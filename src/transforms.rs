//! # Transforms for dot-product scoring
//!
//! Each function maps an adjacency matrix (plus background statistics) to a
//! new matrix `T` such that the row inner product `T_a · T_b` equals the
//! target similarity of items a and b. The dot-product scorer then turns any
//! of these into a full score matrix with one Gram product.
//!
//! | transform | rule | sparsity |
//! |---|---|---|
//! | `wc_transform` | `(x − π_j) / sqrt(π_j(1 − π_j)·m)` | dense |
//! | `wc_exp_transform` | `(x_ij − p_ij) / sqrt(p_ij(1 − p_ij)·m)` | dense |
//! | `newman_transform` | column ÷ `sqrt(c_j − 1)` | kept |
//! | `adamic_adar_transform` | column ÷ `sqrt(ln c_j)` | kept |
//! | `shared_size_transform` | ÷ `sqrt(m)` (identity in back-compat mode) | kept |
//! | `shared_weight11_transform` | column × `sqrt(ln(1/π_j))` | kept |
//! | `cosine_transform` | row ÷ L2 norm | kept |
//! | `cosine_weights_transform` | column × w_j, then cosine | kept |
//! | `pearson_transform` | row standardised, centred, ÷ `sqrt(m)` | dense |
//!
//! with `c_j = max(num_docs·π_j, 2)`. Popularities of exactly 0 or 1 are
//! replaced by 0.5 in variance denominators, so constant columns contribute a
//! zero deviation instead of NaN.
//!
//! None of the transforms mutates its input.

use smartcore::linalg::basic::arrays::Array;
use smartcore::linalg::basic::matrix::DenseMatrix;

use log::{debug, trace};

use crate::background::{affil_counts, substitute_degenerate, validate_pi_vector};
use crate::error::{AffinityError, Result};
use crate::matrix::AdjacencyMatrix;

/// Parameters a transform may read. Built once per scoring call.
#[derive(Debug, Clone, Copy)]
pub struct TransformParams<'a> {
    pub pi: &'a [f64],
    pub num_docs: usize,
    pub back_compat: bool,
    /// Modeled per-entry edge probabilities (n × m), for `wc_exp_transform`.
    pub edge_probs: Option<&'a DenseMatrix<f64>>,
}

/// Uniform signature the method catalogue stores per metric.
pub type TransformFn = fn(&AdjacencyMatrix, &TransformParams<'_>) -> Result<AdjacencyMatrix>;

/// Weighted correlation: standardise each column by its popularity.
///
/// The extra `sqrt(m)` in the denominator makes the dot product a mean over
/// affiliations instead of a sum. Always returns a dense matrix.
pub fn wc_transform(matrix: &AdjacencyMatrix, pi_vector: &[f64]) -> Result<AdjacencyMatrix> {
    let (_, m) = matrix.shape();
    validate_pi_vector(pi_vector, m)?;
    let denominators: Vec<f64> = pi_vector
        .iter()
        .map(|&p| {
            let q = substitute_degenerate(p);
            (q * (1.0 - q) * m as f64).sqrt()
        })
        .collect();

    debug!("wc_transform: densifying {}x{}", matrix.nrows(), m);
    let rows = matrix
        .ops()
        .dense_rows()
        .into_iter()
        .map(|row| {
            row.iter()
                .zip(pi_vector.iter().zip(&denominators))
                .map(|(&x, (&p, &d))| (x - p) / d)
                .collect()
        })
        .collect();
    AdjacencyMatrix::from_transformed_rows(rows)
}

/// Weighted correlation against a per-entry model of edge probabilities.
///
/// Same standardisation as [`wc_transform`] with `edge_probs[(i, j)]` in place
/// of the column marginal; 0/1 probabilities are substituted entrywise.
pub fn wc_exp_transform(
    matrix: &AdjacencyMatrix,
    edge_probs: &DenseMatrix<f64>,
) -> Result<AdjacencyMatrix> {
    let (n, m) = matrix.shape();
    check_edge_probs(edge_probs, n, m)?;

    let rows = matrix
        .ops()
        .dense_rows()
        .into_iter()
        .enumerate()
        .map(|(i, row)| {
            row.iter()
                .enumerate()
                .map(|(j, &x)| {
                    let p = *edge_probs.get((i, j));
                    let q = substitute_degenerate(p);
                    (x - p) / (q * (1.0 - q) * m as f64).sqrt()
                })
                .collect()
        })
        .collect();
    AdjacencyMatrix::from_transformed_rows(rows)
}

/// Shape and range checks for a modeled edge-probability matrix.
pub(crate) fn check_edge_probs(edge_probs: &DenseMatrix<f64>, n: usize, m: usize) -> Result<()> {
    let (pn, pm) = edge_probs.shape();
    if pn != n {
        return Err(AffinityError::dimension_mismatch("edge probability rows", n, pn));
    }
    if pm != m {
        return Err(AffinityError::dimension_mismatch("edge probability columns", m, pm));
    }
    for i in 0..n {
        for j in 0..m {
            let p = *edge_probs.get((i, j));
            if !p.is_finite() || !(0.0..=1.0).contains(&p) {
                return Err(AffinityError::InvalidPopularity { index: j, value: p });
            }
        }
    }
    Ok(())
}

/// Newman's collaboration weighting: each shared affiliation counts
/// `1 / (c_j − 1)`.
pub fn newman_transform(
    matrix: &AdjacencyMatrix,
    pi_vector: &[f64],
    num_docs: usize,
) -> Result<AdjacencyMatrix> {
    validate_pi_vector(pi_vector, matrix.ncols())?;
    let weights: Vec<f64> = affil_counts(pi_vector, num_docs)
        .into_iter()
        .map(|c| 1.0 / (c - 1.0).sqrt())
        .collect();
    matrix.ops().scale_columns(&weights)
}

/// Adamic–Adar: each shared affiliation counts `1 / ln(c_j)`.
pub fn adamic_adar_transform(
    matrix: &AdjacencyMatrix,
    pi_vector: &[f64],
    num_docs: usize,
) -> Result<AdjacencyMatrix> {
    validate_pi_vector(pi_vector, matrix.ncols())?;
    let weights: Vec<f64> = affil_counts(pi_vector, num_docs)
        .into_iter()
        .map(|c| 1.0 / c.ln().sqrt())
        .collect();
    matrix.ops().scale_columns(&weights)
}

/// Shared size: number of shared affiliations, divided by m unless
/// `back_compat` asks for the raw count.
pub fn shared_size_transform(
    matrix: &AdjacencyMatrix,
    back_compat: bool,
) -> Result<AdjacencyMatrix> {
    if back_compat {
        return Ok(matrix.clone());
    }
    let m = matrix.ncols();
    let weights = vec![1.0 / (m as f64).sqrt(); m];
    matrix.ops().scale_columns(&weights)
}

/// Shared weight over 1/1 affiliations: each shared affiliation counts
/// `ln(1/π_j)`.
///
/// The column scaling gives `x·y·ln(1/π_j)`, which only matches the metric
/// for 0/1 entries. Sparse weighted input is rejected rather than silently
/// scored differently; use the term-based scorer for it. Columns with
/// `π_j = 0` have no finite weight and are rejected as well.
pub fn shared_weight11_transform(
    matrix: &AdjacencyMatrix,
    pi_vector: &[f64],
) -> Result<AdjacencyMatrix> {
    validate_pi_vector(pi_vector, matrix.ncols())?;
    if matrix.is_sparse() && !matrix.is_binary() {
        return Err(AffinityError::RepresentationMismatch {
            method: "shared_weight11",
            reason: "column scaling is only valid for 0/1 entries on sparse input".to_string(),
        });
    }
    let weights = log_inverse_weights("shared_weight11", pi_vector)?
        .into_iter()
        .map(f64::sqrt)
        .collect::<Vec<_>>();
    matrix.ops().scale_columns(&weights)
}

/// Inverse document frequency weights `ln(1/π_j)`, used for cosine-IDF.
pub fn idf_weights(pi_vector: &[f64]) -> Result<Vec<f64>> {
    log_inverse_weights("cosineIDF", pi_vector)
}

fn log_inverse_weights(method: &'static str, pi_vector: &[f64]) -> Result<Vec<f64>> {
    pi_vector
        .iter()
        .enumerate()
        .map(|(j, &p)| {
            if p <= 0.0 {
                Err(AffinityError::degenerate(method, j, p))
            } else {
                Ok((1.0 / p).ln())
            }
        })
        .collect()
}

/// Scale every row to unit L2 norm. All-zero rows stay all-zero.
pub fn cosine_transform(matrix: &AdjacencyMatrix) -> Result<AdjacencyMatrix> {
    let inverse_norms: Vec<f64> = matrix
        .ops()
        .row_sq_sums()
        .into_iter()
        .map(|s| if s > 0.0 { 1.0 / s.sqrt() } else { 0.0 })
        .collect();
    trace!(
        "cosine_transform: {} zero rows",
        inverse_norms.iter().filter(|&&w| w == 0.0).count()
    );
    matrix.ops().scale_rows(&inverse_norms)
}

/// Weight the columns, then apply [`cosine_transform`].
pub fn cosine_weights_transform(
    matrix: &AdjacencyMatrix,
    weights: &[f64],
) -> Result<AdjacencyMatrix> {
    let weighted = matrix.ops().scale_columns(weights)?;
    cosine_transform(&weighted)
}

/// Pearson correlation between rows.
///
/// Rows are scaled to unit population standard deviation, centred on their
/// mean and divided by `sqrt(m)`. Constant rows (zero variance) become zero
/// rows. Always returns a dense matrix.
pub fn pearson_transform(matrix: &AdjacencyMatrix) -> Result<AdjacencyMatrix> {
    let m = matrix.ncols() as f64;
    debug!("pearson_transform: densifying {}x{}", matrix.nrows(), m);
    let rows = matrix
        .ops()
        .dense_rows()
        .into_iter()
        .map(|row| {
            let (mean, std) = row_moments(&row);
            if std == 0.0 {
                return vec![0.0; row.len()];
            }
            row.iter()
                .map(|&x| (x / std - mean / std) / m.sqrt())
                .collect()
        })
        .collect();
    AdjacencyMatrix::from_transformed_rows(rows)
}

/// Mean and population standard deviation of a dense row; the deviation is
/// exactly 0 for constant rows.
pub(crate) fn row_moments(row: &[f64]) -> (f64, f64) {
    let m = row.len() as f64;
    let mean = row.iter().sum::<f64>() / m;
    if row.iter().all(|&x| x == row[0]) {
        return (mean, 0.0);
    }
    let var = row.iter().map(|&x| (x - mean) * (x - mean)).sum::<f64>() / m;
    (mean, var.sqrt())
}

============

Your goal: Pull out each line of the records holding the string "smartcore".

Response:
use smartcore::linalg::basic::arrays::Array;
use smartcore::linalg::basic::matrix::DenseMatrix;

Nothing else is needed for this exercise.